Please copy out every line in the entries that includes the word "condition".

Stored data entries
::::::

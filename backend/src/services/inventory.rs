//! Inventory item service
//!
//! Item status is derived from stock level and expiry date on every write:
//! expired > out-of-stock > low-stock > in-stock.

use chrono::{DateTime, NaiveDate, Utc};
use rust_decimal::Decimal;
use serde::{Deserialize, Serialize};
use sqlx::PgPool;
use uuid::Uuid;
use validator::Validate;

use crate::error::{AppError, AppResult};
use crate::models::{page_count, PageParams};

/// Inventory service
#[derive(Clone)]
pub struct InventoryService {
    db: PgPool,
}

#[derive(Debug, Serialize, sqlx::FromRow)]
#[serde(rename_all = "camelCase")]
pub struct InventoryItem {
    pub id: Uuid,
    pub name: String,
    pub sku: String,
    pub item_type: String,
    pub category: String,
    pub availability: bool,
    pub current_stock: Decimal,
    pub min_stock: Decimal,
    pub max_stock: Decimal,
    pub unit_price: Decimal,
    pub unit: String,
    pub zone_id: Option<Uuid>,
    pub location: Option<String>,
    pub rack: Option<String>,
    pub shelf: Option<String>,
    pub supplier: Option<String>,
    pub expiry_date: Option<NaiveDate>,
    pub status: String,
    pub condition: String,
    pub notes: Option<String>,
    pub last_restock_date: Option<DateTime<Utc>>,
    pub created_at: DateTime<Utc>,
    pub updated_at: DateTime<Utc>,
}

#[derive(Debug, Deserialize, Validate)]
#[serde(rename_all = "camelCase")]
pub struct CreateItemInput {
    #[validate(length(min = 1, message = "Name is required"))]
    pub name: String,

    #[validate(length(min = 1, message = "SKU is required"))]
    pub sku: String,

    #[validate(length(min = 1, message = "Item type is required"))]
    pub item_type: String,

    #[serde(default = "default_category")]
    pub category: String,

    #[serde(default)]
    pub current_stock: Decimal,

    #[serde(default)]
    pub min_stock: Decimal,

    #[serde(default = "default_max_stock")]
    pub max_stock: Decimal,

    #[serde(default)]
    pub unit_price: Decimal,

    #[serde(default = "default_unit")]
    pub unit: String,

    pub zone_id: Option<Uuid>,
    pub location: Option<String>,
    pub rack: Option<String>,
    pub shelf: Option<String>,
    pub supplier: Option<String>,
    pub expiry_date: Option<NaiveDate>,
    pub notes: Option<String>,
}

fn default_category() -> String {
    "general".to_string()
}

fn default_unit() -> String {
    "units".to_string()
}

fn default_max_stock() -> Decimal {
    Decimal::from(1000)
}

#[derive(Debug, Deserialize)]
#[serde(rename_all = "camelCase")]
pub struct UpdateItemInput {
    pub name: Option<String>,
    pub item_type: Option<String>,
    pub category: Option<String>,
    pub min_stock: Option<Decimal>,
    pub max_stock: Option<Decimal>,
    pub unit_price: Option<Decimal>,
    pub unit: Option<String>,
    pub zone_id: Option<Uuid>,
    pub location: Option<String>,
    pub rack: Option<String>,
    pub shelf: Option<String>,
    pub supplier: Option<String>,
    pub expiry_date: Option<NaiveDate>,
    pub condition: Option<String>,
    pub notes: Option<String>,
}

#[derive(Debug, Deserialize)]
#[serde(rename_all = "camelCase")]
pub struct ItemListQuery {
    #[serde(flatten)]
    pub page: PageParams,
    pub q: Option<String>,
    pub category: Option<String>,
    pub status: Option<String>,
    pub zone_id: Option<Uuid>,
}

#[derive(Debug, Serialize)]
#[serde(rename_all = "camelCase")]
pub struct ItemPage {
    pub items: Vec<InventoryItem>,
    pub page: u32,
    pub limit: u32,
    pub total: i64,
    pub total_pages: i64,
}

const ITEM_COLUMNS: &str = "id, name, sku, item_type, category, availability, current_stock, \
     min_stock, max_stock, unit_price, unit, zone_id, location, rack, shelf, supplier, \
     expiry_date, status, condition, notes, last_restock_date, created_at, updated_at";

/// Status derived from stock level and expiry, in priority order.
pub fn derive_status(
    current_stock: Decimal,
    min_stock: Decimal,
    expiry_date: Option<NaiveDate>,
    today: NaiveDate,
) -> &'static str {
    if expiry_date.is_some_and(|expiry| expiry < today) {
        "expired"
    } else if current_stock <= Decimal::ZERO {
        "out-of-stock"
    } else if current_stock <= min_stock {
        "low-stock"
    } else {
        "in-stock"
    }
}

impl InventoryService {
    pub fn new(db: PgPool) -> Self {
        Self { db }
    }

    pub async fn create(&self, input: CreateItemInput) -> AppResult<InventoryItem> {
        input.validate()?;
        if input.current_stock < Decimal::ZERO || input.min_stock < Decimal::ZERO {
            return Err(AppError::Validation {
                field: "currentStock".to_string(),
                message: "Stock levels cannot be negative".to_string(),
            });
        }

        let exists: bool =
            sqlx::query_scalar("SELECT EXISTS(SELECT 1 FROM inventory_items WHERE sku = $1)")
                .bind(&input.sku)
                .fetch_one(&self.db)
                .await?;
        if exists {
            return Err(AppError::DuplicateEntry("sku".to_string()));
        }

        let status = derive_status(
            input.current_stock,
            input.min_stock,
            input.expiry_date,
            Utc::now().date_naive(),
        );

        let item = sqlx::query_as::<_, InventoryItem>(&format!(
            r#"
            INSERT INTO inventory_items
                (name, sku, item_type, category, current_stock, min_stock, max_stock,
                 unit_price, unit, zone_id, location, rack, shelf, supplier, expiry_date,
                 notes, status)
            VALUES ($1, $2, $3, $4, $5, $6, $7, $8, $9, $10, $11, $12, $13, $14, $15, $16, $17)
            RETURNING {ITEM_COLUMNS}
            "#
        ))
        .bind(&input.name)
        .bind(&input.sku)
        .bind(&input.item_type)
        .bind(&input.category)
        .bind(input.current_stock)
        .bind(input.min_stock)
        .bind(input.max_stock)
        .bind(input.unit_price)
        .bind(&input.unit)
        .bind(input.zone_id)
        .bind(&input.location)
        .bind(&input.rack)
        .bind(&input.shelf)
        .bind(&input.supplier)
        .bind(input.expiry_date)
        .bind(&input.notes)
        .bind(status)
        .fetch_one(&self.db)
        .await?;

        Ok(item)
    }

    pub async fn list(&self, query: &ItemListQuery) -> AppResult<ItemPage> {
        let (page, limit) = query.page.resolve(20, 100);
        let search = query.q.as_ref().map(|q| format!("%{}%", q));

        let total: i64 = sqlx::query_scalar(
            r#"
            SELECT COUNT(*) FROM inventory_items
            WHERE ($1::text IS NULL OR name ILIKE $1 OR sku ILIKE $1)
              AND ($2::text IS NULL OR category = $2)
              AND ($3::text IS NULL OR status = $3)
              AND ($4::uuid IS NULL OR zone_id = $4)
            "#,
        )
        .bind(&search)
        .bind(&query.category)
        .bind(&query.status)
        .bind(query.zone_id)
        .fetch_one(&self.db)
        .await?;

        let items = sqlx::query_as::<_, InventoryItem>(&format!(
            r#"
            SELECT {ITEM_COLUMNS} FROM inventory_items
            WHERE ($1::text IS NULL OR name ILIKE $1 OR sku ILIKE $1)
              AND ($2::text IS NULL OR category = $2)
              AND ($3::text IS NULL OR status = $3)
              AND ($4::uuid IS NULL OR zone_id = $4)
            ORDER BY name ASC
            LIMIT $5 OFFSET $6
            "#
        ))
        .bind(&search)
        .bind(&query.category)
        .bind(&query.status)
        .bind(query.zone_id)
        .bind(i64::from(limit))
        .bind(PageParams::offset(page, limit))
        .fetch_all(&self.db)
        .await?;

        Ok(ItemPage {
            items,
            page,
            limit,
            total,
            total_pages: page_count(total, limit),
        })
    }

    pub async fn get(&self, id: Uuid) -> AppResult<InventoryItem> {
        sqlx::query_as::<_, InventoryItem>(&format!(
            "SELECT {ITEM_COLUMNS} FROM inventory_items WHERE id = $1"
        ))
        .bind(id)
        .fetch_optional(&self.db)
        .await?
        .ok_or_else(|| AppError::NotFound("Inventory item".to_string()))
    }

    pub async fn update(&self, id: Uuid, input: UpdateItemInput) -> AppResult<InventoryItem> {
        let current = self.get(id).await?;

        let min_stock = input.min_stock.unwrap_or(current.min_stock);
        let expiry = input.expiry_date.or(current.expiry_date);
        let status = derive_status(
            current.current_stock,
            min_stock,
            expiry,
            Utc::now().date_naive(),
        );

        sqlx::query_as::<_, InventoryItem>(&format!(
            r#"
            UPDATE inventory_items SET
                name = COALESCE($2, name),
                item_type = COALESCE($3, item_type),
                category = COALESCE($4, category),
                min_stock = COALESCE($5, min_stock),
                max_stock = COALESCE($6, max_stock),
                unit_price = COALESCE($7, unit_price),
                unit = COALESCE($8, unit),
                zone_id = COALESCE($9, zone_id),
                location = COALESCE($10, location),
                rack = COALESCE($11, rack),
                shelf = COALESCE($12, shelf),
                supplier = COALESCE($13, supplier),
                expiry_date = COALESCE($14, expiry_date),
                condition = COALESCE($15, condition),
                notes = COALESCE($16, notes),
                status = $17,
                updated_at = NOW()
            WHERE id = $1
            RETURNING {ITEM_COLUMNS}
            "#
        ))
        .bind(id)
        .bind(&input.name)
        .bind(&input.item_type)
        .bind(&input.category)
        .bind(input.min_stock)
        .bind(input.max_stock)
        .bind(input.unit_price)
        .bind(&input.unit)
        .bind(input.zone_id)
        .bind(&input.location)
        .bind(&input.rack)
        .bind(&input.shelf)
        .bind(&input.supplier)
        .bind(input.expiry_date)
        .bind(&input.condition)
        .bind(&input.notes)
        .bind(status)
        .fetch_optional(&self.db)
        .await?
        .ok_or_else(|| AppError::NotFound("Inventory item".to_string()))
    }

    /// Set the absolute stock level and re-derive the status. A restock
    /// (stock increase) also stamps the restock date and clears the
    /// low-stock alert flag.
    pub async fn update_stock(&self, id: Uuid, current_stock: Decimal) -> AppResult<InventoryItem> {
        if current_stock < Decimal::ZERO {
            return Err(AppError::Validation {
                field: "currentStock".to_string(),
                message: "Stock cannot be negative".to_string(),
            });
        }

        let current = self.get(id).await?;
        let status = derive_status(
            current_stock,
            current.min_stock,
            current.expiry_date,
            Utc::now().date_naive(),
        );
        let restocked = current_stock > current.current_stock;

        sqlx::query_as::<_, InventoryItem>(&format!(
            r#"
            UPDATE inventory_items SET
                current_stock = $2,
                status = $3,
                last_restock_date = CASE WHEN $4 THEN NOW() ELSE last_restock_date END,
                low_stock_alerted = CASE WHEN $4 THEN FALSE ELSE low_stock_alerted END,
                updated_at = NOW()
            WHERE id = $1
            RETURNING {ITEM_COLUMNS}
            "#
        ))
        .bind(id)
        .bind(current_stock)
        .bind(status)
        .bind(restocked)
        .fetch_optional(&self.db)
        .await?
        .ok_or_else(|| AppError::NotFound("Inventory item".to_string()))
    }

    pub async fn delete(&self, id: Uuid) -> AppResult<()> {
        let result = sqlx::query("DELETE FROM inventory_items WHERE id = $1")
            .bind(id)
            .execute(&self.db)
            .await?;
        if result.rows_affected() == 0 {
            return Err(AppError::NotFound("Inventory item".to_string()));
        }
        Ok(())
    }
}

#[cfg(test)]
mod tests {
    use super::*;
    use rust_decimal_macros::dec;

    fn date(y: i32, m: u32, d: u32) -> NaiveDate {
        NaiveDate::from_ymd_opt(y, m, d).unwrap()
    }

    #[test]
    fn status_priority_order() {
        let today = date(2025, 6, 1);
        // expiry wins over stock level
        assert_eq!(
            derive_status(dec!(50), dec!(10), Some(date(2025, 5, 31)), today),
            "expired"
        );
        assert_eq!(derive_status(dec!(0), dec!(10), None, today), "out-of-stock");
        assert_eq!(derive_status(dec!(10), dec!(10), None, today), "low-stock");
        assert_eq!(derive_status(dec!(11), dec!(10), None, today), "in-stock");
    }

    #[test]
    fn expiry_today_is_not_expired() {
        let today = date(2025, 6, 1);
        assert_eq!(derive_status(dec!(5), dec!(1), Some(today), today), "in-stock");
    }
}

::::::

Result below -
    pub condition: String,
    pub condition: Option<String>,
     expiry_date, status, condition, notes, last_restock_date, created_at, updated_at";
                condition = COALESCE($15, condition),
        .bind(&input.condition)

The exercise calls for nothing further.